In the same way, employees trained in first aid need to consider all aspects of the situation. Are there environmental issues such as dangerous fumes? Is there an energized electrical circuit? Is there a potential for injury from nearby objects? Taking a few moments to size up what’s happening allows for a more effective response. Professional help should be called in when needed. In a situation in which several workers have been injured, the responder should first tend to workers who have the greatest need for assistance.
Know the ABCs
One of the most important processes taught in first aid classes is known as the ABCs of first aid. “A” is a reminder to make sure that the person has an unobstructed airway, “B” involves checking to see if they are breathing, and “C” is a cue to check their circulation.
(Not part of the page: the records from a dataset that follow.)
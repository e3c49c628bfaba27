use std::io;

use futures::{AsyncRead, AsyncReadExt, Stream};

use crate::events::ParseEvent;
use crate::parser::StreamParser;

const READ_CHUNK_LEN: usize = 1024 * 64;

///
/// Drives a [`StreamParser`] from an asynchronous byte source.
///
/// Each read from the source is fed to the parser as one chunk, and the events it produced are handed back.  When the source reaches end of file the parser is flushed, so the last batch carries the final [`ParseEvent::DocumentReady`].
///
/// This can be transformed into a [`Stream`] using [`into_stream`][AsyncStreamParser::into_stream], or consumed directly by calling [`.next_events().await`][AsyncStreamParser::next_events] in a loop.
///
pub struct AsyncStreamParser<R: AsyncRead + Unpin>
{
    source: R,
    buffer: Box<[u8]>,
    parser: StreamParser,
    finished: bool,
}

impl<R: AsyncRead + Unpin> AsyncStreamParser<R>
{
    pub fn new(source: R, parser: StreamParser) -> Self {
        let buffer = vec![0u8; READ_CHUNK_LEN];
        Self {
            source,
            buffer: buffer.into_boxed_slice(),
            parser,
            finished: false,
        }
    }

    pub fn parser(&self) -> &StreamParser {
        &self.parser
    }

    ///
    /// Reads the next chunk from the source and returns the events it produced.
    ///
    /// Returns `None` once the source has ended and the parser has been flushed.
    ///
    pub async fn next_events(&mut self) -> Option<Result<Vec<ParseEvent>, io::Error>> {
        if self.finished {
            return None;
        }

        match self.source.read(&mut self.buffer).await {
            Ok(0) => {
                self.finished = true;
                Some(Ok(self.parser.flush()))
            },
            Ok(len) => Some(Ok(self.parser.feed(&self.buffer[..len]))),
            Err(e) => Some(Err(e)),
        }
    }

    pub fn into_stream(self) -> impl Stream<Item = Result<Vec<ParseEvent>, io::Error>> {
        futures::stream::unfold(self, |mut read| async {
            let next = read.next_events().await;
            next.map(move |it| (it, read))
        })
    }
}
If the injured worker is conscious, they can answer questions to provide a better understanding of the nature of the illness or the extent of injuries. If they are unconscious, the responder should talk to them and gently shake them in an effort to awaken them. It’s important to avoid moving an injured person unless they appear to be choking or there is an immediate danger for their safety. If someone has suffered injuries to the spinal cord, movement could worsen their condition.
If the worker must be moved, align the neck and head, and carefully roll them over while supporting the head. Lifting the chin will usually open the airway. If an individual is unconscious but breathing, roll them on their side to ensure that the airway isn’t blocked by their tongue or vomit. If they’re not breathing and lack a pulse, begin CPR immediately.
When dealing with bleeding or similar injuries, if the victim is breathing and has a pulse, the responder should control the bleeding and follow steps that will prevent shock.
Once professionals arrive
The individual providing first aid should stay with the injured person until professional assistance arrives to monitor their condition, prevent against shock, and serve as a calming presence.
Once medical professionals arrive, provide a quick summary of the situation and actions that have been taken. The professionals will perform their own assessments and need to be able to do this without interruptions or questions. Trying to volunteer additional information may actually be counterproductive.
After the incident, make sure the employee who provided first aid immediately provides a detailed summary of what happened and the actions they took. That will make it easier to complete the required paperwork and provide accurate records in the event litigation occurs.
Reviewing the summary will also allow you to determine whether the actions taken by the responder were consistent with the procedures in your first aid plan. What you learn from each incident can then help you improve the response to the next one.